If taken within 48 hours after symptoms start, prescription antiviral medications can reduce the severity and duration of flu. Antivirals don’t kill the influenza virus but keep it from reproducing and can also make people less contagious.
Examples include oseltamivir (Tamflu), zanamivir (Relenza), amantadine (Symmetrel) and rimantadine (Flumadine).

Recipes for getting through the flu

Hot toddy
The "hot toddy" is a time-honored treatment for all respiratory illnesses, including influenza.

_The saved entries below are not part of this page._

//! UI events consumed by a session.

use std::fmt;
use std::str::FromStr;

use bloch_ir::Operation;

use crate::error::ParseEventError;
use crate::rotation::AngleChoice;
use crate::session::{PressOutcome, VisualizeOutcome};
use crate::token::GateToken;

/// One event from the presentation layer.
#[derive(Debug, Clone, Copy, PartialEq, Eq)]
pub enum UiEvent {
    /// A gate button was pressed.
    Gate(GateToken),
    /// An angle was chosen in the rotation dialog.
    Angle(AngleChoice),
    Clear,
    Visualize,
    About,
    Quit,
}

impl fmt::Display for UiEvent {
    fn fmt(&self, f: &mut fmt::Formatter<'_>) -> fmt::Result {
        match self {
            UiEvent::Gate(token) => write!(f, "{token}"),
            UiEvent::Angle(choice) => write!(f, "{choice}"),
            UiEvent::Clear => f.write_str("clear"),
            UiEvent::Visualize => f.write_str("visualize"),
            UiEvent::About => f.write_str("about"),
            UiEvent::Quit => f.write_str("quit"),
        }
    }
}

impl FromStr for UiEvent {
    type Err = ParseEventError;

    /// Keywords first, then gate symbols, then angle choices.
    fn from_str(s: &str) -> Result<Self, Self::Err> {
        let word = s.trim();
        if word.is_empty() {
            return Err(ParseEventError::Empty);
        }
        match word.to_ascii_lowercase().as_str() {
            "clear" | "c" => return Ok(UiEvent::Clear),
            "visualize" | "viz" | "v" => return Ok(UiEvent::Visualize),
            "about" | "help" | "?" => return Ok(UiEvent::About),
            "quit" | "exit" | "q" => return Ok(UiEvent::Quit),
            _ => {}
        }
        if let Ok(token) = word.parse::<GateToken>() {
            return Ok(UiEvent::Gate(token));
        }
        if let Ok(choice) = word.parse::<AngleChoice>() {
            return Ok(UiEvent::Angle(choice));
        }
        Err(ParseEventError::UnknownEvent(word.to_string()))
    }
}

/// What dispatching an event did.
#[derive(Debug, Clone, PartialEq)]
pub enum EventOutcome {
    Gate(PressOutcome),
    /// The pending rotation was committed.
    AngleCommitted(Operation),
    Cleared,
    Visualize(VisualizeOutcome),
    /// Text for the About screen.
    About(&'static str),
    /// The session ended at the user's request.
    Quit,
}
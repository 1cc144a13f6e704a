//! About command implementation.

use console::style;

use bloch_core::ABOUT;

/// Execute the about command.
pub fn execute() {
    println!("{}", style("About").cyan().bold());
    println!();
    print!("{ABOUT}");
}
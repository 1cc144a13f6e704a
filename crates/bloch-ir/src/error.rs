//! Error types for the IR crate.

use crate::qubit::QubitId;
use thiserror::Error;

/// Errors that can occur when appending to a circuit.
#[derive(Debug, Error, PartialEq)]
#[non_exhaustive]
pub enum IrError {
    /// Qubit not present in the single-qubit circuit.
    #[error("Qubit {qubit} not found in circuit{}", format_gate_context(.gate_name))]
    QubitNotFound {
        /// The qubit that was not found.
        qubit: QubitId,
        /// Optional gate name for context.
        gate_name: Option<String>,
    },

    /// Rotation gate applied without an angle.
    #[error("Gate '{0}' requires an angle")]
    MissingAngle(String),

    /// Fixed gate applied with an angle.
    #[error("Gate '{gate_name}' takes no angle, got {angle}")]
    UnexpectedAngle {
        /// Name of the gate.
        gate_name: String,
        /// The angle that was supplied.
        angle: f64,
    },

    /// Angle is NaN or infinite.
    #[error("Gate '{gate_name}' got non-finite angle {angle}")]
    NonFiniteAngle {
        /// Name of the gate.
        gate_name: String,
        /// The offending angle.
        angle: f64,
    },
}

/// Helper function to format optional gate context.
#[allow(clippy::ref_option)]
fn format_gate_context(gate_name: &Option<String>) -> String {
    match gate_name {
        Some(name) => format!(" (gate: {name})"),
        None => String::new(),
    }
}

/// Result type for IR operations.
pub type IrResult<T> = Result<T, IrError>;

#[cfg(test)]
mod tests {
    use super::*;

    #[test]
    fn test_error_messages() {
        let err = IrError::QubitNotFound {
            qubit: QubitId(3),
            gate_name: Some("h".into()),
        };
        assert_eq!(err.to_string(), "Qubit q3 not found in circuit (gate: h)");

        let err = IrError::MissingAngle("rx".into());
        assert_eq!(err.to_string(), "Gate 'rx' requires an angle");
    }
}
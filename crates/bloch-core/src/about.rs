//! Text for the About screen.

/// Gate reference and usage limits.
pub const ABOUT: &str = "\
Single qubit rotations on the Bloch sphere

Gates:
  X   flips the state of the qubit
  Y   rotates the state vector about the y-axis by PI
  Z   flips the phase by PI radians
  RX  parameterized rotation about the x-axis
  RY  parameterized rotation about the y-axis
  RZ  parameterized rotation about the z-axis
  S   rotates the state vector about the z-axis by PI/2
  SD  rotates the state vector about the z-axis by -PI/2
  T   rotates the state vector about the z-axis by PI/4
  TD  rotates the state vector about the z-axis by -PI/4
  H   creates an equal superposition

For RX, RY and RZ the angle is one of +-PI/4, +-PI/2, +-PI, +-2*PI,
so theta always lies in [-2*PI, 2*PI].

At most ten operations can be visualized at one time.
If the visualizer cannot render the sequence, the window closes.
";
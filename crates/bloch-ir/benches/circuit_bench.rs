//! Benchmarks for Bloch circuit operations
//!
//! Run with: cargo bench -p bloch-ir

use bloch_ir::{Circuit, GateKind};
use criterion::{BenchmarkId, Criterion, black_box, criterion_group, criterion_main};
use std::f64::consts::PI;

/// Benchmark adding gates to a circuit
fn bench_gate_addition(c: &mut Criterion) {
    let mut group = c.benchmark_group("gate_addition");

    group.bench_function("h_gate", |b| {
        let mut circuit = Circuit::new();
        b.iter(|| {
            circuit.h().unwrap();
        });
    });

    group.bench_function("rx_gate", |b| {
        let mut circuit = Circuit::new();
        b.iter(|| {
            circuit.rx(black_box(PI / 4.0)).unwrap();
        });
    });

    group.bench_function("apply_dispatch", |b| {
        let mut circuit = Circuit::new();
        b.iter(|| {
            circuit
                .apply(black_box(GateKind::Rz), black_box(Some(PI)))
                .unwrap();
        });
    });

    group.finish();
}

/// Benchmark building and resetting full sequences
fn bench_sequence(c: &mut Criterion) {
    let mut group = c.benchmark_group("sequence");

    for len in &[10, 100, 1000] {
        group.bench_with_input(BenchmarkId::new("build_reset", len), len, |b, &n| {
            let mut circuit = Circuit::new();
            b.iter(|| {
                for i in 0..n {
                    let kind = GateKind::ALL[i % GateKind::ALL.len()];
                    let angle = kind.is_rotation().then_some(PI / 2.0);
                    circuit.apply(kind, angle).unwrap();
                }
                circuit.reset();
            });
        });
    }

    group.finish();
}

criterion_group!(benches, bench_gate_addition, bench_sequence);
criterion_main!(benches);
//! Visualization invoker.
//!
//! Hands a finished circuit to an external Bloch sphere renderer. The renderer
//! is a black box behind [`Visualizer`]; the only failure this module absorbs
//! is [`VisualizationError::Unsupported`], which closes the requesting window.
//! Every other error kind propagates to the caller.

use bloch_ir::Circuit;
use thiserror::Error;
use tracing::{info, warn};

/// Errors reported by a visualizer.
#[derive(Debug, Error)]
#[non_exhaustive]
pub enum VisualizationError {
    /// The renderer cannot visualize this operation sequence.
    #[error("Visualization not possible: {0}")]
    Unsupported(String),

    /// I/O failure while handing the circuit over.
    #[error("Visualizer I/O error: {0}")]
    Io(#[from] std::io::Error),

    /// Any other renderer failure.
    #[error("Visualizer error: {0}")]
    Backend(String),
}

impl VisualizationError {
    /// Check if this is the capability error.
    pub fn is_unsupported(&self) -> bool {
        matches!(self, VisualizationError::Unsupported(_))
    }
}

/// An external capability that renders a single-qubit state trajectory.
pub trait Visualizer {
    /// Get the name of this visualizer.
    fn name(&self) -> &str;

    /// Render the transition produced by `circuit`.
    ///
    /// MUST return [`VisualizationError::Unsupported`] when the sequence
    /// itself cannot be visualized, and another variant for any other fault.
    fn render(&mut self, circuit: &Circuit) -> Result<(), VisualizationError>;
}

/// How a visualize request ended.
#[derive(Debug, Clone, Copy, PartialEq, Eq)]
pub enum InvokeOutcome {
    /// The renderer took over.
    Rendered,
    /// The renderer refused the sequence; the hosting window must close.
    WindowClosed,
}

/// Submit `circuit` to `visualizer`, failing closed on the capability error.
pub fn invoke(
    circuit: &Circuit,
    visualizer: &mut dyn Visualizer,
) -> Result<InvokeOutcome, VisualizationError> {
    info!(
        visualizer = visualizer.name(),
        operations = circuit.len(),
        "submitting circuit for visualization"
    );
    match visualizer.render(circuit) {
        Ok(()) => Ok(InvokeOutcome::Rendered),
        Err(VisualizationError::Unsupported(reason)) => {
            warn!(%reason, "visualization not possible, closing window");
            Ok(InvokeOutcome::WindowClosed)
        }
        Err(e) => Err(e),
    }
}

The word toddy has Scotch origins, and probably is a reference to Tod’s well, a spring located on a hill in the heart of Edinburgh and the water source for the city’s distilleries. The Scots developed a fondness for the hot toddy, realizing that it opened the lungs and brought a healthy flush to their cheeks.

In all hot toddies, the heat has a relaxing action, opens and moistens airways and loosens phlegm. Honey provides trace nutrients and has antibacterial/antiviral properties, while lemon provides vitamins and minerals. Together, honey and lemon furnish natural sugars and create a mild antipyretic (fever-lowering) action. The alcohol provides sedation and helps the patient sleep.

Classic Hot Toddy
Into a warmed mug, squeeze the juice of 1/2 lemon. Stir in 1tablespoon honey and 2 ounces whiskey (Irish whiskey is best). Fill mug with simmering hot water and stir to blend. Drink the toddy while it is as hot as possible, holding the mug below the nose and mouth so as to breathe the warm steam.

Chicken soup
There is actual scientific evidence that chicken soup is a beneficial part of treating flu. It soothes the airways, provides important nutrients and actually kills flu virus.

Simple chicken soup
Into a large kettle, place a whole chicken or a package of chicken parts (remove visible excess fat from either before adding to pot). Add 1 diced or sliced onion, 2 sliced carrots, 2-3 stalks of chopped celery, 2 garlic cloves (peeled and chopped), 1teaspoon salt and 1/2 teaspoon pepper. (If available, a bay leaf and a handful of fresh parsley are also fine additions.) Bring slowly to a boil, then reduce heat and simmer for 2-3 hours. Skim off foam as it accumulates.

After 2-3 hours, remove the chicken parts and allow them to cool slightly. Skim visible fat from surface of broth. Pull the chicken meat off the bones (throw skin and bones away) and return chicken meat to broth. Return soup to a boil. Toss in a couple of large handfuls of dry pasta or a handful of rice. Simmer until the rice or pasta is done.

Even simpler chicken soup:
Open a can of condensed chicken-with-anything soup. Prepare according to package directions, adding black pepper or red pepper flakes for therapeutic heat.